[If] an emotional love—even just a tiny fragment—has endured throughout a person's life, then one cannot say that life has been entirely wasted. [p. 33]
Inoue Yasushi (1907-1991) was primarily known as a historical novelist from Japan and author of such acclaimed works as Tun-huang. – I haven't read Tun-Huang but the review in Coffeespoons captivated me so I decided to pick up this one, my first Inoue. – In Chronicle of My Mother, translated by Jean Oda Moy, the novelist wrote about the last decade of his mother's life. It charted the mother's aging, senility, and death, up to the late age of 89. The chronicle was divided into three parts. "Under the Blossoms," the first, was published in 1964. The succeeding, "The Light of the Moon" and "The Surface of the Snow," were published five years apart from each other. Inside these poetically titled sections, Inoue shared first-hand accounts of the difficulties he and his siblings faced while caring for their mother ("Granny"). Tthe deterioration of Granny's physical and mental health was detailed in very concrete terms that were surprisingly devoid of self-pity. The children tried to rationalize the puzzling gaps in Granny’s memory. The events that she was able to recall from her past and the possible explanation for this selective memory were a constant preoccupation for Inoue. Granny's senility was evident from her utter forgetfulness, repetitiveness, and mood swings: "We first became aware of the severity of her condition when we realized that Mother herself did not understand, or accept, the fact that she kept forgetting what she said and repeated herself. . . . although she heard what was said, she retained it only that moment and promptly forgot about it." Despite Granny's condition, which was stressful for all those caring for her, her children were very understanding of her condition. They were supportive of each other and were very willing to attend to her needs.

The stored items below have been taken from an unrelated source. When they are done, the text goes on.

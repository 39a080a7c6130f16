//! Entry conversion shared by the homepage and search extractors
//!
//! Turns one entry container into a `Record`. A missing title, watch link
//! or byline fails the whole extraction; the metadata list is optional.

use scraper::ElementRef;

use crate::error::{Result, ScrapeError};
use crate::schema::CompiledSchema;
use crate::types::Record;
use crate::url::extract_identifier;

/// Converts every entry container below `container`, in document order
///
/// Duplicates are kept; `ResultSet::insert` removes them.
pub fn parse_entries(container: &ElementRef, schema: &CompiledSchema) -> Result<Vec<Record>> {
    container
        .select(&schema.entry)
        .map(|entry| parse_entry(&entry, schema))
        .collect()
}

/// Converts a single entry container into a `Record`
///
/// # Errors
/// - `ElementNotFound` if the title heading, its link, the link `href`,
///   the byline or the byline link is missing
/// - `InvalidLink` if the watch link carries no identifier
pub fn parse_entry(entry: &ElementRef, schema: &CompiledSchema) -> Result<Record> {
    let title = entry
        .select(&schema.title)
        .next()
        .ok_or_else(|| ScrapeError::ElementNotFound("entry title".to_string()))?;
    let link = title
        .select(&schema.title_link)
        .next()
        .ok_or_else(|| ScrapeError::ElementNotFound("entry title link".to_string()))?;
    let href = link
        .value()
        .attr("href")
        .ok_or_else(|| ScrapeError::ElementNotFound("entry title link href".to_string()))?;
    let identifier =
        extract_identifier(href).ok_or_else(|| ScrapeError::InvalidLink(href.to_string()))?;

    let channel = entry
        .select(&schema.byline)
        .next()
        .ok_or_else(|| ScrapeError::ElementNotFound("entry byline".to_string()))?
        .select(&schema.byline_link)
        .next()
        .ok_or_else(|| ScrapeError::ElementNotFound("entry byline link".to_string()))?;

    let info = entry
        .select(&schema.meta_info)
        .next()
        .map(|list| {
            list.select(&schema.meta_item)
                .map(|item| element_text(&item))
                .collect::<Vec<_>>()
                .join("; ")
        })
        .unwrap_or_default();

    let record = Record::new(element_text(&link), identifier, element_text(&channel), info);
    log::trace!(target: "Record::new", "Created entity: {:?}", record);

    Ok(record)
}

/// Full text content of an element, whitespace-trimmed
pub(crate) fn element_text(element: &ElementRef) -> String {
    element.text().collect::<String>().trim().to_string()
}

#[cfg(test)]
mod tests {
    use super::*;
    use crate::schema::PageSchema;
    use scraper::{Html, Selector};

    fn first_entry(html: &str) -> Result<Record> {
        let document = Html::parse_fragment(html);
        let schema = PageSchema::default().compile().unwrap();
        let root = Selector::parse("div.yt-lockup-content").unwrap();
        let entry = document.select(&root).next().expect("fixture has an entry");
        parse_entry(&entry, &schema)
    }

    #[test]
    fn test_parse_entry_full() {
        let record = first_entry(
            r#"
            <div class="yt-lockup-content">
                <h3 class="yt-lockup-title"><a href="/watch?v=abc123" title="x">Never Gonna Give You Up</a></h3>
                <div class="yt-lockup-byline"><a href="/user/rick">Rick Astley</a></div>
                <div class="yt-lockup-meta"><ul class="yt-lockup-meta-info"><li>1 year ago</li><li>900M views</li></ul></div>
            </div>
            "#,
        )
        .unwrap();

        assert_eq!(record.title(), "Never Gonna Give You Up");
        assert_eq!(record.identifier(), "abc123");
        assert_eq!(record.channel(), "Rick Astley");
        assert_eq!(record.info(), "1 year ago; 900M views");
        assert_eq!(record.thumbnail_url(), "https://i.ytimg.com/vi/abc123/hqdefault.jpg");
        assert_eq!(record.fanart_url(), None);
    }

    #[test]
    fn test_parse_entry_without_meta_info() {
        let record = first_entry(
            r#"
            <div class="yt-lockup-content">
                <h3 class="yt-lockup-title"><a href="/watch?v=xyz789">Live now</a></h3>
                <div class="yt-lockup-byline"><a href="/channel/UC1">Streamer</a></div>
            </div>
            "#,
        )
        .unwrap();

        assert_eq!(record.identifier(), "xyz789");
        assert_eq!(record.info(), "");
    }

    #[test]
    fn test_parse_entry_missing_title() {
        let result = first_entry(
            r#"
            <div class="yt-lockup-content">
                <div class="yt-lockup-byline"><a href="/channel/UC1">Streamer</a></div>
            </div>
            "#,
        );
        assert!(matches!(result, Err(ScrapeError::ElementNotFound(_))));
    }

    #[test]
    fn test_parse_entry_missing_byline() {
        let result = first_entry(
            r#"
            <div class="yt-lockup-content">
                <h3 class="yt-lockup-title"><a href="/watch?v=xyz789">Orphan</a></h3>
            </div>
            "#,
        );
        match result {
            Err(ScrapeError::ElementNotFound(what)) => assert_eq!(what, "entry byline"),
            _ => panic!("Expected ElementNotFound error"),
        }
    }

    #[test]
    fn test_parse_entry_playlist_link_is_invalid() {
        let result = first_entry(
            r#"
            <div class="yt-lockup-content">
                <h3 class="yt-lockup-title"><a href="/playlist">Mix</a></h3>
                <div class="yt-lockup-byline"><a href="/channel/UC1">Someone</a></div>
            </div>
            "#,
        );
        assert!(matches!(result, Err(ScrapeError::InvalidLink(href)) if href == "/playlist"));
    }
}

The family culture that was described in the chronicle was exclusively Japanese, though the universal theme will resonate for anyone. In the translator’s introduction, Jean Oda Moy, an Asian American, described the increasing lack of regard for aging parents as a result of materialism: "With the unprecedented social and cultural changes taking place in Japan today, many traditional values which might appear to interfere with productivity and 'success'—in short, with rampant materialism—are losing ground. . . . In Japan as in the West, the elderly today are frequently shunted aside, ignored, or made to feel they are a burden." Inoue's family, as portrayed in the book, was one of those who adhere to a strong sense of duty and love for old parents. The economy of words, the poetry, and the lack of sentimentality made Chronicle of My Mother a touching and accessible read. It is a good example of "grief literature," one that was by no means a depressing elegy. On the contrary, the reader can sense positive feelings from the book and this could be attributed to Inoue's empathy, compassion, and love for his mother. He produced an intimate memoir, one that also served as a paean to motherhood and family ties.